Data extracted from a collection:
....

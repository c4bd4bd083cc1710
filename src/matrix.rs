// Ecosystem / language version matrix
use serde::{Deserialize, Serialize};
use std::fmt;

/// Outer version axis: one ecosystem release and the language versions it supports
#[derive(Debug, Clone, PartialEq, Eq, Deserialize, Serialize)]
pub struct EcosystemVersionConfig {
    pub version: String,
    #[serde(default)]
    pub latest_stable: bool,
    #[serde(default)]
    pub supported_language_versions: Vec<String>,
}

/// Inner version axis: one compiler version
#[derive(Debug, Clone, PartialEq, Eq, Deserialize, Serialize)]
pub struct LanguageVersionConfig {
    pub version: String,
    #[serde(default)]
    pub latest_stable: bool,
}

/// Registry key
#[derive(Debug, Clone, PartialEq, Eq, Hash, PartialOrd, Ord, Serialize)]
pub struct VersionPair {
    pub ecosystem_version: String,
    pub language_version: String,
}

impl VersionPair {
    pub fn new(ecosystem_version: impl Into<String>, language_version: impl Into<String>) -> Self {
        Self {
            ecosystem_version: ecosystem_version.into(),
            language_version: language_version.into(),
        }
    }
}

impl fmt::Display for VersionPair {
    fn fmt(&self, f: &mut fmt::Formatter<'_>) -> fmt::Result {
        write!(f, "{}/{}", self.ecosystem_version, self.language_version)
    }
}

impl EcosystemVersionConfig {
    pub fn new(version: impl Into<String>) -> Self {
        Self {
            version: version.into(),
            latest_stable: false,
            supported_language_versions: Vec::new(),
        }
    }

    pub fn latest_stable(mut self) -> Self {
        self.latest_stable = true;
        self
    }

    pub fn with_language_versions<I, S>(mut self, versions: I) -> Self
    where
        I: IntoIterator<Item = S>,
        S: Into<String>,
    {
        self.supported_language_versions
            .extend(versions.into_iter().map(Into::into));
        self
    }
}

impl LanguageVersionConfig {
    pub fn new(version: impl Into<String>) -> Self {
        Self {
            version: version.into(),
            latest_stable: false,
        }
    }

    pub fn latest_stable(mut self) -> Self {
        self.latest_stable = true;
        self
    }
}

/// Read-only snapshot of the supported version pairs
#[derive(Debug, Clone, Default, Serialize)]
pub struct VersionMatrix {
    ecosystem_versions: Vec<EcosystemVersionConfig>,
    language_versions: Vec<LanguageVersionConfig>,
}

impl VersionMatrix {
    pub fn new(
        ecosystem_versions: Vec<EcosystemVersionConfig>,
        language_versions: Vec<LanguageVersionConfig>,
    ) -> Self {
        Self {
            ecosystem_versions,
            language_versions,
        }
    }

    pub fn ecosystem_versions(&self) -> &[EcosystemVersionConfig] {
        &self.ecosystem_versions
    }

    pub fn language_versions(&self) -> &[LanguageVersionConfig] {
        &self.language_versions
    }

    /// First language config declared under `version`
    pub fn language_config(&self, version: &str) -> Option<&LanguageVersionConfig> {
        self.language_versions.iter().find(|c| c.version == version)
    }

    /// Every declared cell in matrix order
    pub fn cells(&self) -> impl Iterator<Item = (&EcosystemVersionConfig, &str)> + '_ {
        self.ecosystem_versions.iter().flat_map(|ecosystem| {
            ecosystem
                .supported_language_versions
                .iter()
                .map(move |language| (ecosystem, language.as_str()))
        })
    }

    /// Cells whose ecosystem and language configs are both latest stable, in matrix order
    pub fn default_candidates(&self) -> Vec<VersionPair> {
        self.cells()
            .filter(|(ecosystem, language)| {
                ecosystem.latest_stable
                    && self
                        .language_config(language)
                        .is_some_and(|config| config.latest_stable)
            })
            .map(|(ecosystem, language)| VersionPair::new(&ecosystem.version, language))
            .collect()
    }
}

....

PROBLEM REQUIREMENTS:
Print every record above once more, exactly as written.

RESPONSE:
repository c4bd4bd083cc1710
filename src/matrix.rs
// Ecosystem / language version matrix
use serde::{Deserialize, Serialize};
use std::fmt;

/// Outer version axis: one ecosystem release and the language versions it supports
#[derive(Debug, Clone, PartialEq, Eq, Deserialize, Serialize)]
pub struct EcosystemVersionConfig {
    pub version: String,
    #[serde(default)]
    pub latest_stable: bool,
    #[serde(default)]
    pub supported_language_versions: Vec<String>,
}

/// Inner version axis: one compiler version
#[derive(Debug, Clone, PartialEq, Eq, Deserialize, Serialize)]
pub struct LanguageVersionConfig {
    pub version: String,
    #[serde(default)]
    pub latest_stable: bool,
}

/// Registry key
#[derive(Debug, Clone, PartialEq, Eq, Hash, PartialOrd, Ord, Serialize)]
pub struct VersionPair {
    pub ecosystem_version: String,
    pub language_version: String,
}

impl VersionPair {
    pub fn new(ecosystem_version: impl Into<String>, language_version: impl Into<String>) -> Self {
        Self {
            ecosystem_version: ecosystem_version.into(),
            language_version: language_version.into(),
        }
    }
}

impl fmt::Display for VersionPair {
    fn fmt(&self, f: &mut fmt::Formatter<'_>) -> fmt::Result {
        write!(f, "{}/{}", self.ecosystem_version, self.language_version)
    }
}

impl EcosystemVersionConfig {
    pub fn new(version: impl Into<String>) -> Self {
        Self {
            version: version.into(),
            latest_stable: false,
            supported_language_versions: Vec::new(),
        }
    }

    pub fn latest_stable(mut self) -> Self {
        self.latest_stable = true;
        self
    }

    pub fn with_language_versions<I, S>(mut self, versions: I) -> Self
    where
        I: IntoIterator<Item = S>,
        S: Into<String>,
    {
        self.supported_language_versions
            .extend(versions.into_iter().map(Into::into));
        self
    }
}

impl LanguageVersionConfig {
    pub fn new(version: impl Into<String>) -> Self {
        Self {
            version: version.into(),
            latest_stable: false,
        }
    }

    pub fn latest_stable(mut self) -> Self {
        self.latest_stable = true;
        self
    }
}

/// Read-only snapshot of the supported version pairs
#[derive(Debug, Clone, Default, Serialize)]
pub struct VersionMatrix {
    ecosystem_versions: Vec<EcosystemVersionConfig>,
    language_versions: Vec<LanguageVersionConfig>,
}

impl VersionMatrix {
    pub fn new(
        ecosystem_versions: Vec<EcosystemVersionConfig>,
        language_versions: Vec<LanguageVersionConfig>,
    ) -> Self {
        Self {
            ecosystem_versions,
            language_versions,
        }
    }

    pub fn ecosystem_versions(&self) -> &[EcosystemVersionConfig] {
        &self.ecosystem_versions
    }

    pub fn language_versions(&self) -> &[LanguageVersionConfig] {
        &self.language_versions
    }

    /// First language config declared under `version`
    pub fn language_config(&self, version: &str) -> Option<&LanguageVersionConfig> {
        self.language_versions.iter().find(|c| c.version == version)
    }

    /// Every declared cell in matrix order
    pub fn cells(&self) -> impl Iterator<Item = (&EcosystemVersionConfig, &str)> + '_ {
        self.ecosystem_versions.iter().flat_map(|ecosystem| {
            ecosystem
                .supported_language_versions
                .iter()
                .map(move |language| (ecosystem, language.as_str()))
        })
    }

    /// Cells whose ecosystem and language configs are both latest stable, in matrix order
    pub fn default_candidates(&self) -> Vec<VersionPair> {
        self.cells()
            .filter(|(ecosystem, language)| {
                ecosystem.latest_stable
                    && self
                        .language_config(language)
                        .is_some_and(|config| config.latest_stable)
            })
            .map(|(ecosystem, language)| VersionPair::new(&ecosystem.version, language))
            .collect()
    }
}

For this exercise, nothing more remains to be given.